**GIVEN RECORDS**
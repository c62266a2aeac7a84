//! The tool registry: JSON schemas exposed to the LLM each iteration, and
//! the typed argument structs the dispatcher parses them back into.
//!
//! Schemas are rebuilt per iteration because the `add_layer_to_map` enum is
//! populated from the user's current unattached layers.

use model::store::UnattachedLayer;
use serde::Deserialize;
use serde_json::{
    json,
    Value as JsonValue,
};

pub const NEW_LAYER_FROM_POSTGIS: &str = "new_layer_from_postgis";
pub const ADD_LAYER_TO_MAP: &str = "add_layer_to_map";
pub const SET_LAYER_STYLE: &str = "set_layer_style";
pub const QUERY_DUCKDB_SQL: &str = "query_duckdb_sql";
pub const QUERY_POSTGIS_DATABASE: &str = "query_postgis_database";
pub const ZOOM_TO_BOUNDS: &str = "zoom_to_bounds";
pub const DOWNLOAD_FROM_OPENSTREETMAP: &str = "download_from_openstreetmap";

#[derive(Debug, Deserialize)]
pub struct NewLayerFromPostgisArgs {
    pub postgis_connection_id: String,
    pub query: String,
    pub layer_name: String,
}

#[derive(Debug, Deserialize)]
pub struct AddLayerToMapArgs {
    pub layer_id: String,
    pub new_name: String,
}

#[derive(Debug, Deserialize)]
pub struct SetLayerStyleArgs {
    pub layer_id: String,
    pub maplibre_json_layers_str: String,
}

#[derive(Debug, Deserialize)]
pub struct QueryDuckdbArgs {
    pub layer_ids: Vec<String>,
    pub sql_query: String,
    #[serde(default = "default_head_n_rows")]
    pub head_n_rows: usize,
}

fn default_head_n_rows() -> usize {
    20
}

#[derive(Debug, Deserialize)]
pub struct QueryPostgisArgs {
    pub postgis_connection_id: String,
    pub sql_query: String,
}

#[derive(Debug, Deserialize)]
pub struct ZoomToBoundsArgs {
    pub bounds: Vec<f64>,
    #[serde(default)]
    pub zoom_description: String,
}

#[derive(Debug, Deserialize)]
pub struct OsmDownloadArgs {
    pub tags: String,
    pub bbox: Vec<f64>,
    pub new_layer_name: String,
}

/// Parses a tool's serialized argument string; failures become recoverable
/// tool errors so the LLM can retry with fixed arguments.
pub fn parse_args<T: serde::de::DeserializeOwned>(arguments: &str) -> Result<T, String> {
    serde_json::from_str(arguments).map_err(|e| format!("Invalid tool arguments: {e}"))
}

fn function_schema(name: &str, description: &str, parameters: JsonValue) -> JsonValue {
    json!({
        "type": "function",
        "function": {
            "name": name,
            "description": description,
            "parameters": parameters,
        },
    })
}

/// The built-in tool list for one loop iteration.
pub fn builtin_tool_schemas(unattached: &[UnattachedLayer], osm_enabled: bool) -> Vec<JsonValue> {
    let mut tools = vec![
        function_schema(
            NEW_LAYER_FROM_POSTGIS,
            "Creates a new layer from a PostGIS connection and query and adds it to the map. \
             The layer pulls data from PostGIS automatically; restyle it with set_layer_style.",
            json!({
                "type": "object",
                "properties": {
                    "postgis_connection_id": {
                        "type": "string",
                        "description": "Unique PostGIS connection ID used as source",
                    },
                    "query": {
                        "type": "string",
                        "description": "SQL query for this layer. Must project an 'id' column and alias the geometry column as 'geom'; list any attribute columns needed for symbology.",
                    },
                    "layer_name": {
                        "type": "string",
                        "description": "Human-readable name shown in the user's layer list/legend.",
                    },
                },
                "required": ["postgis_connection_id", "query", "layer_name"],
                "additionalProperties": false,
            }),
        ),
        add_layer_to_map_schema(unattached),
        function_schema(
            SET_LAYER_STYLE,
            "Creates a new style for a layer from MapLibre JSON layers and immediately applies it \
             as the active style.",
            json!({
                "type": "object",
                "properties": {
                    "layer_id": {
                        "type": "string",
                        "description": "The ID of the layer to create and apply a style for",
                    },
                    "maplibre_json_layers_str": {
                        "type": "string",
                        "description": "JSON string of MapLibre layer objects. Each object's 'source' must be the layer ID. Example: [{\"id\": \"LZJ5RmuZr6qN-line\", \"type\": \"line\", \"source\": \"LZJ5RmuZr6qN\", \"paint\": {\"line-color\": \"#1E90FF\"}}]",
                    },
                },
                "required": ["layer_id", "maplibre_json_layers_str"],
                "additionalProperties": false,
            }),
        ),
        function_schema(
            QUERY_DUCKDB_SQL,
            "Execute a SQL query against vector layer data using DuckDB. Use \
             query_postgis_database for layers created from PostGIS connections instead.",
            json!({
                "type": "object",
                "properties": {
                    "layer_ids": {
                        "type": "array",
                        "description": "Load these vector layer IDs as tables",
                        "items": {"type": "string"},
                    },
                    "sql_query": {
                        "type": "string",
                        "description": "DuckDB-flavored SELECT query; refer to the layer by its ID as the table name, e.g. SELECT name FROM LCH6Na2SBvJr ORDER BY id",
                    },
                    "head_n_rows": {
                        "type": "number",
                        "description": "Truncate result to n rows (n=20 is good; when increasing, specify the returned columns)",
                    },
                },
                "required": ["layer_ids", "sql_query", "head_n_rows"],
                "additionalProperties": false,
            }),
        ),
        function_schema(
            QUERY_POSTGIS_DATABASE,
            "Execute SQL queries on connected PostgreSQL/PostGIS databases for data analysis, \
             spatial queries and schema exploration. The query MUST include a LIMIT clause with \
             a value of at most 1000.",
            json!({
                "type": "object",
                "properties": {
                    "postgis_connection_id": {
                        "type": "string",
                        "description": "User's PostGIS connection ID to query against",
                    },
                    "sql_query": {
                        "type": "string",
                        "description": "SQL query to execute, standard syntax, e.g. 'SELECT COUNT(*) FROM table_name LIMIT 1' or 'SELECT * FROM spatial_table LIMIT 10'.",
                    },
                },
                "required": ["postgis_connection_id", "sql_query"],
                "additionalProperties": false,
            }),
        ),
        function_schema(
            ZOOM_TO_BOUNDS,
            "Zoom the user's map to a bounding box in WGS84 coordinates. The current location is \
             saved to their zoom history first.",
            json!({
                "type": "object",
                "properties": {
                    "bounds": {
                        "type": "array",
                        "description": "Bounding box in WGS84 format [xmin, ymin, xmax, ymax]",
                        "items": {"type": "number"},
                        "minItems": 4,
                        "maxItems": 4,
                    },
                    "zoom_description": {
                        "type": "string",
                        "description": "Complete message shown to the user while zooming, e.g. \"Zooming to 39 selected parcels near Ohio\"",
                    },
                },
                "required": ["bounds", "zoom_description"],
                "additionalProperties": false,
            }),
        ),
    ];

    if osm_enabled {
        tools.push(function_schema(
            DOWNLOAD_FROM_OPENSTREETMAP,
            "Download features from OpenStreetMap and add them to the project as vector layers.",
            json!({
                "type": "object",
                "properties": {
                    "tags": {
                        "type": "string",
                        "description": "Tags to filter for, e.g. leisure=park; AND tags together with &, e.g. highway=footway&name=*; no commas",
                    },
                    "bbox": {
                        "type": "array",
                        "description": "Bounding box in [xmin, ymin, xmax, ymax] format, e.g. [9.023802,39.172149,9.280779,39.275211] for Cagliari, Italy",
                        "items": {"type": "number"},
                    },
                    "new_layer_name": {
                        "type": "string",
                        "description": "Human-friendly name, e.g. Walking paths or Liquor stores in Seattle",
                    },
                },
                "required": ["tags", "bbox", "new_layer_name"],
                "additionalProperties": false,
            }),
        ));
    }

    tools
}

/// `add_layer_to_map` is special-cased: its `layer_id` enum is the user's
/// unattached layers (at most 10). With none available the enum is dropped
/// so the schema stays valid.
fn add_layer_to_map_schema(unattached: &[UnattachedLayer]) -> JsonValue {
    let mut layer_id_schema = json!({
        "type": "string",
        "description": "The ID of the layer to add to the map. Choose from available unattached layers.",
    });
    if !unattached.is_empty() {
        let ids: Vec<&str> = unattached.iter().map(|l| l.layer_id.as_str()).collect();
        layer_id_schema["enum"] = json!(ids);
        let listing = unattached
            .iter()
            .map(|l| format!("{}: {}", l.layer_id, l.describe()))
            .collect::<Vec<_>>()
            .join("; ");
        layer_id_schema["description"] =
            json!(format!("The ID of the layer to add to the map. Available: {listing}"));
    }
    function_schema(
        ADD_LAYER_TO_MAP,
        "Shows a newly created or existing unattached layer on the user's current map and layer \
         list. Use after a geoprocessing step that creates a layer, or when the user asks to see \
         an existing layer that isn't on their map.",
        json!({
            "type": "object",
            "properties": {
                "layer_id": layer_id_schema,
                "new_name": {
                    "type": "string",
                    "description": "Human-readable name shown in the user's layer list/legend.",
                },
            },
            "required": ["layer_id", "new_name"],
        }),
    )
}

#[cfg(test)]
mod tests {
    use chrono::Utc;

    use super::*;

    fn unattached(layer_id: &str, name: &str) -> UnattachedLayer {
        UnattachedLayer {
            layer_id: layer_id.to_string(),
            name: Some(name.to_string()),
            kind: "vector".to_string(),
            created_on: Utc::now(),
        }
    }

    #[test]
    fn test_osm_tool_gated_on_api_key() {
        let without = builtin_tool_schemas(&[], false);
        assert!(!without
            .iter()
            .any(|t| t["function"]["name"] == DOWNLOAD_FROM_OPENSTREETMAP));
        let with = builtin_tool_schemas(&[], true);
        assert!(with
            .iter()
            .any(|t| t["function"]["name"] == DOWNLOAD_FROM_OPENSTREETMAP));
    }

    #[test]
    fn test_add_layer_enum_lists_unattached_layers() {
        let layers = vec![
            unattached("L12345678901", "Buffered Beaches"),
            unattached("L98765432109", "Parks"),
        ];
        let tools = builtin_tool_schemas(&layers, false);
        let add = tools
            .iter()
            .find(|t| t["function"]["name"] == ADD_LAYER_TO_MAP)
            .unwrap();
        let enum_values = add["function"]["parameters"]["properties"]["layer_id"]["enum"]
            .as_array()
            .unwrap();
        assert_eq!(enum_values.len(), 2);
        assert_eq!(enum_values[0], "L12345678901");
    }

    #[test]
    fn test_add_layer_enum_dropped_when_empty() {
        let tools = builtin_tool_schemas(&[], false);
        let add = tools
            .iter()
            .find(|t| t["function"]["name"] == ADD_LAYER_TO_MAP)
            .unwrap();
        assert!(add["function"]["parameters"]["properties"]["layer_id"]
            .get("enum")
            .is_none());
    }

    #[test]
    fn test_parse_args_happy_path_and_missing_field() {
        let args: QueryDuckdbArgs = parse_args(
            r#"{"layer_ids":["L12345678901"],"sql_query":"SELECT COUNT(*) as count FROM L12345678901","head_n_rows":20}"#,
        )
        .unwrap();
        assert_eq!(args.layer_ids.len(), 1);
        assert_eq!(args.head_n_rows, 20);

        let err = parse_args::<NewLayerFromPostgisArgs>(r#"{"query":"SELECT 1"}"#).unwrap_err();
        assert!(err.contains("Invalid tool arguments"));
    }

    #[test]
    fn test_zoom_args_parse() {
        let args: ZoomToBoundsArgs = parse_args(
            r#"{"bounds":[-122.6,37.6,-122.3,37.9],"zoom_description":"Zooming to SF"}"#,
        )
        .unwrap();
        assert_eq!(args.bounds.len(), 4);
    }
}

**EXERCISE BRIEF**
How many lines of the data contain "project"? Work it out and give only the number.

**TASK OUTPUT**
2